_Supplied records_.
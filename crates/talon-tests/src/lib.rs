//! Integration test infrastructure for Talon CI.
//!
//! Wires the in-memory store, event bus and scheduler together behind a
//! [`TestContext`] with a manually driven clock, so tests can run ticks one
//! at a time and play the agent side through [`talon_scheduler::AgentReports`].
//!
//! ```ignore
//! use talon_tests::{PipelineFixture, TestContext};
//!
//! #[tokio::test]
//! async fn test_something() {
//!     let ctx = TestContext::new();
//!     let definition = ctx.add_definition(PipelineFixture::single_job()).await?;
//!     ctx.scheduler.trigger(definition).await?;
//!     ctx.scheduler.tick().await;
//! }
//! ```

pub mod context;
pub mod fixtures;
pub mod helpers;

pub use context::TestContext;
pub use fixtures::*;
pub use helpers::*;

/// Initialize test logging (call once per test binary).
pub fn init_test_logging() {
    use tracing_subscriber::{EnvFilter, fmt};

    let _ = fmt()
        .with_env_filter(
            EnvFilter::try_from_default_env()
                .unwrap_or_else(|_| EnvFilter::new("warn,talon_scheduler=debug")),
        )
        .with_test_writer()
        .try_init();
}
//! Agent matching for job assignment.
//!
//! Pure functions over in-memory records. Persisting the claimed agent and
//! the assigned job is the caller's job (see [`crate::Scheduler`]).

use talon_core::agent::Agent;
use talon_core::pipeline::{Job, JobStatus};

/// Whether `agent` could run `job` right now.
///
/// Does not look at `agent.assigned`; [`eligible_agents_for_job`] filters
/// that separately.
pub fn is_agent_eligible_for_job(job: &Job, agent: Option<&Agent>) -> bool {
    let Some(agent) = agent else {
        return false;
    };

    agent.connected
        && agent.enabled
        && !agent.running
        && agent.has_resources(&job.required_resources)
}

/// Agents from `agents` that are eligible for `job` and not already claimed,
/// in input order.
pub fn eligible_agents_for_job<'a>(job: &Job, agents: &'a [Agent]) -> Vec<&'a Agent> {
    agents
        .iter()
        .filter(|a| is_agent_eligible_for_job(job, Some(*a)) && !a.assigned)
        .collect()
}

/// The candidate advertising the fewest resources. First one wins on ties.
pub fn pick_most_suitable_agent<'a>(agents: &[&'a Agent]) -> Option<&'a Agent> {
    agents.iter().copied().min_by_key(|a| a.resources.len())
}

/// Pick an agent for `job` and mark both sides of the assignment.
///
/// On success the job becomes `ASSIGNED` to the returned agent and the agent
/// is flagged `assigned` for that job. Returns `None`, leaving everything untouched, when
/// no agent qualifies.
pub fn assign_agent_to_job<'a>(job: &mut Job, agents: &'a mut [Agent]) -> Option<&'a mut Agent> {
    let chosen = {
        let eligible = eligible_agents_for_job(job, agents);
        pick_most_suitable_agent(&eligible)?.id
    };

    let agent = agents.iter_mut().find(|a| a.id == chosen)?;
    job.status = JobStatus::Assigned;
    job.assigned_agent_id = Some(agent.id);
    agent.assigned = true;
    agent.current_job_id = Some(job.id);
    Some(agent)
}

_Try it_. Count the lines above that contain "Option", and give only the number.

_Answer_. 3